Cadence has expanded its technology partnership with Nvidia, aiming to accelerate agentic AI, physics-based simulation, and digital twin solutions for engineering and system design.
The announcement was made during CadenceLIVE Silicon Valley 2026, underlining the companies’ plan to increase productivity in semiconductor design processes, physical AI system development, and AI factory deployment.
Cadence president and CEO Anirudh Devgan said: “Agentic AI and digital twins are reshaping the entire engineering landscape—from semiconductor design to planetary‑scale AI systems.
“Our expanded collaboration with Nvidia accelerates the convergence of design and physical realisation, connecting the Cadence AgentStack, Physical AI Stack, and AI factory digital twins with Nvidia’s breakthroughs in accelerated computing to deliver unprecedented speed, accuracy and trust in simulation and system development.”

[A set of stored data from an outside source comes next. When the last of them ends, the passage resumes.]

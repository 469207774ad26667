mod common;

use covscrape::annotate::Annotator;
use covscrape::error::CovscrapeError;
use covscrape::model::{LineStatus, MethodRecordCollection};

fn read_records(path: &std::path::Path) -> MethodRecordCollection {
    serde_json::from_slice(&std::fs::read(path).unwrap()).unwrap()
}

/// Annotate the Calculator page end to end against records on disk.
#[test]
fn annotate_calculator_from_disk() {
    let (_dir, context, report, records) = common::setup_workspace();

    let annotated = Annotator::new(context).annotate(&report).unwrap();

    // `describe` is the last record and is not annotated.
    let names: Vec<_> = annotated.iter().map(|m| m.method_name.as_str()).collect();
    assert_eq!(names, vec!["add", "clamp"]);

    let add = &annotated[0];
    let add_lines = add.coverage_lines().unwrap();
    assert_eq!(add_lines.len(), 3);
    assert_eq!(add_lines[0].status, LineStatus::None);
    assert_eq!(add_lines[1].text, "        return a + b;");
    assert_eq!(add_lines[1].status, LineStatus::FullyCovered);
    assert_eq!(add.partially_covered_count(), Some(0));
    assert_eq!(add.not_covered_count(), Some(0));

    let clamp = &annotated[1];
    let statuses: Vec<_> = clamp
        .coverage_lines()
        .unwrap()
        .iter()
        .map(|l| l.status.as_str())
        .collect();
    assert_eq!(statuses, vec!["none", "pc bpc", "nc", "none", "fc", "none"]);
    assert_eq!(clamp.partially_covered_count(), Some(1)); // the `nc` line
    // The branch line is classed `pc bpc`, not `pc`.
    assert_eq!(clamp.not_covered_count(), Some(0));

    let stored = read_records(&records);
    assert_eq!(stored.methods().len(), 3);
    assert_eq!(stored.methods()[0], *add);
    assert_eq!(stored.methods()[1], *clamp);
    assert!(stored.methods()[2].coverage_lines().is_none());
    assert_eq!(stored.extra["class_name"], "Calculator");
}

#[test]
fn annotate_twice_is_idempotent() {
    let (_dir, context, report, records) = common::setup_workspace();
    let annotator = Annotator::new(context);

    let first = annotator.annotate(&report).unwrap();
    let bytes_first = std::fs::read(&records).unwrap();
    let second = annotator.annotate(&report).unwrap();
    let bytes_second = std::fs::read(&records).unwrap();

    assert_eq!(first, second);
    assert_eq!(bytes_first, bytes_second);
    assert_eq!(second[1].coverage_lines().unwrap().len(), 6);
}

#[test]
fn malformed_report_keeps_records_byte_for_byte() {
    let (dir, context, _report, records) = common::setup_workspace();
    let before = std::fs::read(&records).unwrap();

    // A package index page has no <pre> source block.
    let bad_report = dir.path().join("Calculator.html");
    std::fs::write(&bad_report, include_bytes!("fixtures/NoSource.html")).unwrap();

    let err = Annotator::new(context).annotate(&bad_report).unwrap_err();
    assert!(matches!(err, CovscrapeError::MalformedReport(_)), "{err}");
    assert_eq!(std::fs::read(&records).unwrap(), before);
}

#[test]
fn report_without_records_fails() {
    let (dir, context, _report, _records) = common::setup_workspace();

    let other = dir.path().join("Scheduler.html");
    std::fs::write(&other, include_bytes!("fixtures/Calculator.html")).unwrap();

    let err = Annotator::new(context).annotate(&other).unwrap_err();
    assert!(matches!(err, CovscrapeError::RecordsNotFound(_)), "{err}");
    assert!(err.to_string().contains("Scheduler.java.json"), "{err}");
}

#[test]
fn missing_report_file_fails() {
    let (dir, context, _report, records) = common::setup_workspace();
    let before = std::fs::read(&records).unwrap();

    let err = Annotator::new(context)
        .annotate(&dir.path().join("Calculator.html"))
        .unwrap_err();
    assert!(matches!(err, CovscrapeError::MalformedReport(_)), "{err}");
    assert_eq!(std::fs::read(&records).unwrap(), before);
}

#[test]
fn rewritten_records_keep_upstream_key_order() {
    let (_dir, context, report, records) = common::setup_workspace();
    std::fs::write(
        &records,
        r#"{"package":"com.example","methods":[{"method_name":"add","star_line":5,"end_line":7,"visibility":"public","annotations":[]},{"method_name":"clamp","star_line":9,"end_line":14}],"class_name":"Calculator"}"#,
    )
    .unwrap();

    Annotator::new(context).annotate(&report).unwrap();

    let text = std::fs::read_to_string(&records).unwrap();
    let pos = |key: &str| text.find(&format!("\"{key}\"")).unwrap();
    assert!(pos("package") < pos("class_name"), "{text}");
    assert!(pos("visibility") < pos("annotations"), "{text}");
}
use std::path::PathBuf;

use covscrape::store::StorageContext;
use tempfile::TempDir;

/// Create a temporary storage root with the Calculator records in place and
/// the matching JaCoCo page beside it. Returns the dir handle, the storage
/// context, the report path and the records path.
/// The caller must hold onto `TempDir` to keep the temp directory alive.
pub fn setup_workspace() -> (TempDir, StorageContext, PathBuf, PathBuf) {
    let dir = tempfile::tempdir().unwrap();
    let context = StorageContext::new(dir.path().join("storage"), "calc-demo");
    std::fs::create_dir_all(context.records_dir()).unwrap();

    let records = context.records_dir().join("Calculator.java.json");
    std::fs::write(&records, include_bytes!("../fixtures/Calculator.java.json")).unwrap();

    let report_dir = dir.path().join("site").join("com.example");
    std::fs::create_dir_all(&report_dir).unwrap();
    let report = report_dir.join("Calculator.html");
    std::fs::write(&report, include_bytes!("../fixtures/Calculator.html")).unwrap();

    (dir, context, report, records)
}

Cadence plans to integrate its electronic design automation (EDA) and system design and analysis (SDA) capabilities with Nvidia’s CUDA-X libraries, AI physics models, and Omniverse simulation platforms.
The company’s Millennium M2000 Supercomputer, powered by Nvidia’s AI infrastructure, forms part of the hardware stack underpinning this collaboration.
Cadence stated that by leveraging these combined resources, engineers could expect up to a 100-fold speedup in various computational workflows, especially in complex simulation and verification tasks that are critical to chip and system development.
The company’s EDA and SDA clients, including entities like Ascendence, Argonne National Laboratory, Honda R&D, Samsung, and SK Hynix, are already said to be utilising solutions based on Nvidia technologies to reduce product development cycles.
Nvidia founder and CEO Jensen Huang said: “We are at an inflection point in computing—CUDA-accelerated computing and AI are reinventing the engineering process.
“For the first time, we can innovate in the digital world—exploring, testing, and optimising ideas at unprecedented speed and scale—by building everything as full-fidelity digital twins first. Together, Nvidia and Cadence are bringing this vision to life—transforming how engineers design, build and operate the world.”
A recent step in Cadence’s product roadmap is the introduction of its ChipStack AI Super Agent, designed to automate semiconductor RTL design and verification by combining agentic AI with Cadence’s core EDA tools.
Building further, Cadence unveiled AgentStack, a coordinating agent intended to handle all facets of semiconductor and system design, from RTL through verification, physical, analogue, and system-level design.
AgentStack links together Cadence agents and EDA platforms operating on Nvidia’s accelerated computing stack and utilises Nvidia Nemotron for running multi-agent design workflows.
Outside the core domain of semiconductor development, the partnership between Cadence and Nvidia is extending to embedded agentic AI for real-world applications such as robotics and autonomous systems.
Cadence’s Physical AI Stack will integrate with Nvidia’s simulation libraries, including Isaac open-source packages and the Cosmos open-world modelling toolkit.
Customers can then deploy agent-orchestrated, closed-loop workflows that cover data-driven training, physics-based validation, scenario simulation, and real-time deployment feedback. These workflows are deployable to Nvidia Jetson robotics and edge AI frameworks, supporting continuous experimentation and refinement in production environments.
In hyperscale AI factory contexts, Cadence integrates Nvidia Omniverse DSX Blueprint to support digital twin creation and optimisation for large-scale systems. This solution is designed for users to model energy efficiency metrics such as tokens processed per watt, with the joint companies simulating variations in GPU power settings, cooling architectures, and overall data centre layout.
Additionally, Cadence made public a strategic collaboration with Google to optimise the Cadence ChipStack AI Super Agent stack using Gemini on Google Cloud. This effort focuses on cloud-native, scalable, agent-driven automation supporting advanced chip design and verification workflows.